[Image by Justin Lim]
Introduction
This article will delve into diffusion models, a group of latent variable (see definitions) generative models with applications in image generation, audio synthesis, and denoising. More specifically, this article will mostly focus on the derivations and the ideas behind diffusion models, with a heavy enthuses on the ideas introduced in Ho et al. in his Denoising Diffusion Probabilisitic Models paper (DDPMs). The applications of these models will not be covered today.
Introduction to probabilistic modelling
Before delving into diffusion models, it’s best to briefly cover some of the common issues in probabilistic modelling. As explained by J.Sohl-Dickstein et al., in probabilistic modelling, there has always been the trade-off between two conflicting objectives. These objectives are tractability and flexibility.
Tractable models are those that fit easily to data and that can be analytically evaluated. However, these models often lack the complexity required to model complex datasets.
On the contrary, flexible models have the ability to model any arbitrary data. For example, any distribution of data $\mathcal{X}$ can be represented by a scoring function $\phi(\bm{x}) \geq 0$, $\forall x \in \mathcal{X}$. To construct a probabilistic distribution from this function, we need to divide by a normalizing constant $C$, where $C = \int \phi(x) \ \delta x$, giving us $p(x) = \phi(x) / C$. The challenge with this method arises from the intractability of this normalisation term. We will explore this limitation further later in this article.
Diffusion models sit in the middle between these two objectives. They provide extreme flexibility while remaining tractable. To achieve this a generative Markov chain is used. This chain iteratively converts a simple known distribution (often a Gaussian distribution) to the target distribution. The model learns in each step by estimating the small perturbations in the sample rather than estimating the target function from a single non-analytically-normalisable potential function.
This idea stems from the fact that a diffusion process exists for any smooth target function. Consequently, a diffusion process can model distributions of arbitrary form.
What are diffusion models?
Diffusion models are broken down into 2 key processes. The forward process and the reverse process. The forward process gradually adds Gaussian noise to an image, slowly corrupting the image. On the other hand, the reverse process takes this corrupted image and iteratively tries to remove the noise from the corrupted image. In the process of removing the noise, a function (often a neural network) is trained to remove this noise. After a long training process, this new function will have the ability to generate samples from random noise.
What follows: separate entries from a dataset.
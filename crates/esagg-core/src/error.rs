//! Error taxonomy for the aggregation check.
//!
//! Three classes, matching the three stages of a run:
//! - [`ConfigError`]: rejected before any request leaves the process.
//! - [`BackendError`]: the search round trip failed.
//! - [`ExtractError`]: the search succeeded but carried no usable value.

use std::fmt;
use std::time::Duration;

/// Problems with the check configuration. Always fatal, always reported
/// before the search is issued.
#[derive(Debug, Clone, PartialEq, thiserror::Error)]
pub enum ConfigError {
    #[error("Missing mandatory argument ({0})")]
    MissingArgument(String),

    #[error("Invalid ES index '{0}' given")]
    InvalidIndex(String),

    #[error("invalid threshold {flag} '{spec}': {source}")]
    InvalidThreshold {
        flag: String,
        spec: String,
        #[source]
        source: RangeParseError,
    },

    #[error("malformed --{flag} filter '{token}' (expected <field>:<value> or <field>=<value>)")]
    MalformedFilter { flag: String, token: String },

    #[error("invalid range expression '{expr}' for field '{field}' (expected >X, >=X, <X, <=X or \"X TO Y\")")]
    InvalidRangeExpr { field: String, expr: String },

    #[error("unknown aggregation '{0}' (expected one of min, max, avg, sum, pct, pctr, stdev, stdevmin, stdevmax, var)")]
    UnknownAggregation(String),

    #[error("invalid percentile {0}: must be between 0 and 100")]
    InvalidPercentile(f64),

    #[error("invalid duration '{0}' (expected e.g. 90s, 5m, 1h30m)")]
    InvalidDuration(String),

    #[error("time window must be longer than zero")]
    EmptyWindow,
}

/// Threshold range specifier parse failures.
#[derive(Debug, Clone, PartialEq, thiserror::Error)]
pub enum RangeParseError {
    #[error("empty range")]
    Empty,

    #[error("failed to parse lower limit '{0}'")]
    InvalidLower(String),

    #[error("failed to parse upper limit '{0}'")]
    InvalidUpper(String),

    #[error("min <= max violated ({start} > {end})")]
    Inverted { start: f64, end: f64 },
}

/// Every configuration error found in one validation pass.
#[derive(Debug, Clone, PartialEq)]
pub struct ConfigErrors(pub Vec<ConfigError>);

impl ConfigErrors {
    pub fn iter(&self) -> impl Iterator<Item = &ConfigError> {
        self.0.iter()
    }

    pub fn len(&self) -> usize {
        self.0.len()
    }

    pub fn is_empty(&self) -> bool {
        self.0.is_empty()
    }
}

impl fmt::Display for ConfigErrors {
    fn fmt(&self, f: &mut fmt::Formatter<'_>) -> fmt::Result {
        for (i, err) in self.0.iter().enumerate() {
            if i > 0 {
                writeln!(f)?;
            }
            write!(f, "{err}")?;
        }
        Ok(())
    }
}

impl std::error::Error for ConfigErrors {}

/// Transport failures from a [`crate::SearchBackend`].
#[derive(Debug, Clone, PartialEq, thiserror::Error)]
pub enum BackendError {
    #[error("HTTP client setup failed: {0}")]
    Client(String),

    #[error("connection failed: {0}")]
    Connect(String),

    #[error("request timed out after {0:?}")]
    Timeout(Duration),

    #[error("HTTP {status}: {body}")]
    Status { status: u16, body: String },

    #[error("invalid search response: {0}")]
    Decode(String),
}

/// Absence conditions when reading the aggregated value.
///
/// `EmptyResult` is an expected outcome (no matching documents) mapped to
/// the configured fallback severity; `MissingMetric` points at a field
/// that carries no data the aggregation understands.
#[derive(Debug, Clone, PartialEq, thiserror::Error)]
pub enum ExtractError {
    #[error("No data in search result - {0}")]
    EmptyResult(String),

    #[error("Aggregation result value missing in response - {0} (see --debug)")]
    MissingMetric(String),
}
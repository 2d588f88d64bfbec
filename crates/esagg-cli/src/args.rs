//! Command-line surface of `check-es-aggregation`.

use std::time::Duration;

use clap::Parser;
use esagg_core::config::{
    DEFAULT_ES_URL, DEFAULT_INDEX_PATTERN, DEFAULT_NULL_CODE, DEFAULT_QUERY, DEFAULT_TIME_FIELD,
};
use esagg_core::{parse_duration, AggregationKind, CheckConfig, FilterFlag, FilterKind, Severity};

const AFTER_HELP: &str = "\
Supported aggregations:
  min          Minimum value
  max          Maximum value
  avg          Average value
  sum          Sum of all values
  pct          N-th percentile value (--percentile)
  pctr         Percentile rank of a value (--percentile)
  stdev        Standard deviation
  stdevmin     Minimum from extended stats
  stdevmax     Maximum from extended stats
  var          Variance

Supported filters:
  (not-)exists    Matches against field presence
  (not-)term      Matches string against analyzed terms
  (not-)match     Matches string against analyzed field data
  (not-)prefix    Matches prefix string against field data
  (not-)regex     Matches regex against field data
  (not-)range     Matches field value range (>X, >=X, <X, <=X, \"X TO Y\")

  Syntax:
    <field>:<value>
    <field>=<value>

  Examples:
    --not-exists message
    -t hostname:localhost
    -m domain:*example.net
    -r 'message:^some_nice_long_(test|debug)_value'
    --range code:\"400 TO 599\"
    --not-range exit_code:\"<=1\"
    --not-prefix message:kernel

Thresholds use the monitoring-plugin range format:
  10      alert outside 0..10
  10:     alert below 10
  ~:10    alert above 10
  10:20   alert outside 10..20
  @10:20  alert inside 10..20

Filters are not scored and get cached by Elasticsearch; prefer them
over the free-text query where possible.";

#[derive(Debug, Parser)]
#[command(name = "check-es-aggregation")]
#[command(author = "Stevedores Org")]
#[command(version = env!("CARGO_PKG_VERSION"))]
#[command(about = "Nagios plugin computing Elasticsearch aggregations", long_about = None)]
#[command(after_help = AFTER_HELP)]
pub struct Cli {
    /// Elasticsearch URL
    #[arg(long, env = "ES_URL", default_value = DEFAULT_ES_URL)]
    pub es_url: String,

    /// Elasticsearch index pattern, e.g. logstash-*
    #[arg(long, default_value = DEFAULT_INDEX_PATTERN)]
    pub index_pattern: String,

    /// Document key to aggregate (the check is based on its value)
    #[arg(short, long)]
    pub key: String,

    /// Free-text query string
    #[arg(short, long, default_value = DEFAULT_QUERY)]
    pub query: String,

    /// Exists filter (field name)
    #[arg(short = 'e', long)]
    pub exists: Vec<String>,

    /// Missing filter (field name)
    #[arg(long)]
    pub not_exists: Vec<String>,

    /// Positive term filter
    #[arg(short, long)]
    pub term: Vec<String>,

    /// Negative term filter
    #[arg(long)]
    pub not_term: Vec<String>,

    /// Positive match filter
    #[arg(short, long = "match")]
    pub match_: Vec<String>,

    /// Negative match filter
    #[arg(long)]
    pub not_match: Vec<String>,

    /// Positive prefix filter
    #[arg(short, long)]
    pub prefix: Vec<String>,

    /// Negative prefix filter
    #[arg(long)]
    pub not_prefix: Vec<String>,

    /// Regex filter
    #[arg(short, long)]
    pub regex: Vec<String>,

    /// Negative regex filter
    #[arg(long)]
    pub not_regex: Vec<String>,

    /// Positive value range filter
    #[arg(long)]
    pub range: Option<String>,

    /// Negative value range filter
    #[arg(long)]
    pub not_range: Option<String>,

    /// Aggregation to compute
    #[arg(short, long, default_value = "max")]
    pub aggregation: AggregationKind,

    /// Percentile for pct, value for pctr
    #[arg(long, default_value_t = esagg_core::DEFAULT_PERCENTILE)]
    pub percentile: f64,

    /// Unit displayed in the check description
    #[arg(short, long, default_value = "")]
    pub unit: String,

    /// Check description (defaults to the key)
    #[arg(short, long)]
    pub desc: Option<String>,

    /// Time range to perform the search on
    #[arg(long, default_value = "5m", value_parser = parse_duration)]
    pub duration: Duration,

    /// Timestamp field the time range applies to
    #[arg(long, default_value = DEFAULT_TIME_FIELD)]
    pub time_field: String,

    /// Deadline for the search request
    #[arg(long, default_value = "10s", value_parser = parse_duration)]
    pub timeout: Duration,

    /// Warning threshold range
    #[arg(short, long)]
    pub warning: String,

    /// Critical threshold range
    #[arg(short, long)]
    pub critical: String,

    /// Status code when the search returns no data (0-3)
    #[arg(short, long, default_value_t = DEFAULT_NULL_CODE, allow_negative_numbers = true)]
    pub null_code: i64,

    /// Enable verbose output
    #[arg(long)]
    pub verbose: bool,

    /// Log HTTP request and response bodies to stderr
    #[arg(long)]
    pub debug: bool,

    /// Emit JSON-formatted log lines
    #[arg(long)]
    pub json: bool,
}

impl Cli {
    /// Filter flags in application order: kind by kind, positive before negative.
    fn filter_flags(&self) -> Vec<FilterFlag> {
        let groups: [(FilterKind, bool, &[String]); 10] = [
            (FilterKind::Exists, false, &self.exists),
            (FilterKind::Exists, true, &self.not_exists),
            (FilterKind::Term, false, &self.term),
            (FilterKind::Term, true, &self.not_term),
            (FilterKind::Match, false, &self.match_),
            (FilterKind::Match, true, &self.not_match),
            (FilterKind::Prefix, false, &self.prefix),
            (FilterKind::Prefix, true, &self.not_prefix),
            (FilterKind::Regexp, false, &self.regex),
            (FilterKind::Regexp, true, &self.not_regex),
        ];

        let mut flags: Vec<FilterFlag> = groups
            .iter()
            .flat_map(|(kind, negate, tokens)| {
                tokens
                    .iter()
                    .map(move |token| FilterFlag::new(*kind, *negate, token.as_str()))
            })
            .collect();

        if let Some(range) = &self.range {
            flags.push(FilterFlag::new(FilterKind::Range, false, range.as_str()));
        }
        if let Some(range) = &self.not_range {
            flags.push(FilterFlag::new(FilterKind::Range, true, range.as_str()));
        }
        flags
    }

    pub fn to_config(&self) -> CheckConfig {
        CheckConfig {
            es_url: self.es_url.clone(),
            index_pattern: self.index_pattern.clone(),
            key: self.key.clone(),
            description: self.desc.clone(),
            query: self.query.clone(),
            filters: self.filter_flags(),
            aggregation: self.aggregation,
            percentile: self.percentile,
            unit: self.unit.clone(),
            window: self.duration,
            time_field: self.time_field.clone(),
            warning: self.warning.clone(),
            critical: self.critical.clone(),
            null_code: Severity::from_code(self.null_code),
            timeout: self.timeout,
        }
    }
}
Diffusion models are inspired by two key processes. The forward and backward processes in diffusion models are rooted in the concept of diffusion in physics, where particles naturally move from areas of high concentration to low concentration. This is where the term “diffusion” in the model’s name comes from.
The second, slightly more complex, inspiration comes from Sequential Monte Carlo (SMC) methods. SMC methods are simulation-based techniques used to approximate the posterior distribution, which is particularly useful for modelling dynamic systems where states evolve over time.
These models have been shown to be competitive and even surpass the performance GANs and VAEs architectures in many high quality image generation tasks. They’re also the backbone architecture used by many of the modern day image generation models such as OpenAI Sora, Stable Diffusion, DALL-E 2, Imagen, Latent Diffusion Models, and many more.
Forward Process
The forward process starts with starting point $\bm{x}_{0} \sim q$, where $\bm{x}_{0}$ is an uncorrupted image and $q$ is the marginal probability distribution. We iteratively add Gaussian noise to the sample image over T steps producing a set of increasing corrupted samples $\{\bm{x}_{1}, \bm{x}_{2}, ... \bm{x}_{T}\}$, with each of these step sizes controlled by a variance scheduler parameter $\{ \beta_{t} \in (0,1)\}^{T}_{t=1}$ . Under this assumption, the marginal probability distribution $q$ given the corrupted image $\bm{x}_{t-1}$ can be modelled with a Gaussian distribution:
$$ q(\bm{x}_{t}|\bm{x}_{t-1}) = \mathcal{N}(\bm{x}_{t}; \sqrt{1 - \beta{t}}\bm{x}_{t-1}, \beta_{t}\bm{I}).$$Figure 1. An example forward diffusion process. Source: Nichol & Dhariwal
The iterative nature of progressively adding noise to the images is inspired by Markovian processes where the subsequent state of an event $\bm{x}_{t+1}$ is only dependent on the current state of the event $\bm{x}_{t}$. This can be shown of mathematically with the probability of getting the sequence of images $\bm{x}_{1}, ..., \bm{x}_{T}$ given start image $\bm{x}_{0}$ is:
$$p(\bm{x}_{1}, ..., \bm{x}_{T} | \bm{x}_{0}) = \prod _{t=0}^{T} p(\bm{x}_{t} | \bm{x}_{t-1}).$$For any given time step t, in order to avoid having to iteratively calculate the previous samples from $\bm{x}_{0}$, to $\bm{x}_{t-1}$ to apply the noise to the sample at step $t$, we can instead use the following reparameterization trick. First let $\alpha_{t} = 1 - \beta_{t}$ and $\overline{\alpha} = \prod_{i=1}^{t}\alpha_{i}$. If we define $\bm{\epsilon}_{t-1}$, … to be random variables from a normal distribution $\mathcal{N}(\bm{0}, \bm{I})$, then we can write $\bm{x}_{t}$ as a function of $\bm{x}_{0}$:
$$\begin{aligned}\bm{x}_t &= \sqrt{\alpha_t} \bm{x}_{t-1} + \sqrt{1 - \alpha_t} \bm{\epsilon}_{t-1} \\ &= \sqrt{\alpha_t}(\sqrt{\alpha_{t-1}}\bm{x}_{t-2} + \sqrt{1 - \alpha_{t-1} }\bm{\epsilon}_{t-2}) + \sqrt{1 - \alpha_t} \bm{\epsilon}_{t-1} \\ &= \sqrt{\alpha_t \alpha_{t-1}}\bm{x}_{t-2} + \sqrt{\alpha_t (1 - \alpha_{t-1})}\bm{\epsilon}_{t-2} + \sqrt{1 - \alpha_t} \bm{\epsilon}_{t-1} \\ &= \sqrt{\alpha_t \alpha_{t-1}} \bm{x}_{t-2} + \sqrt{1 - \alpha_t \alpha_{t-1}} \bm{\bar{\epsilon}}_{t-2} \\ &= \cdots \\ &= \sqrt{\bar{\alpha}_t} \bm{x}_0 + \sqrt{1 - \bar{\alpha}_t} \bm{\epsilon}\end{aligned}$$where $\bm{\epsilon}$ merges the $n$ gaussian distributions and the third to fourth line uses the fact that if $X \sim \mathcal{N}(0, \sigma^{2}_{1} \bm{I})$ and $Y \sim \mathcal{N}(0, \sigma^{2}_{2} \bm{I})$, then $X + Y \sim \mathcal{N}(0, (\sigma^{2}_{1} + \sigma^{2}_{2}) \bm{I})$.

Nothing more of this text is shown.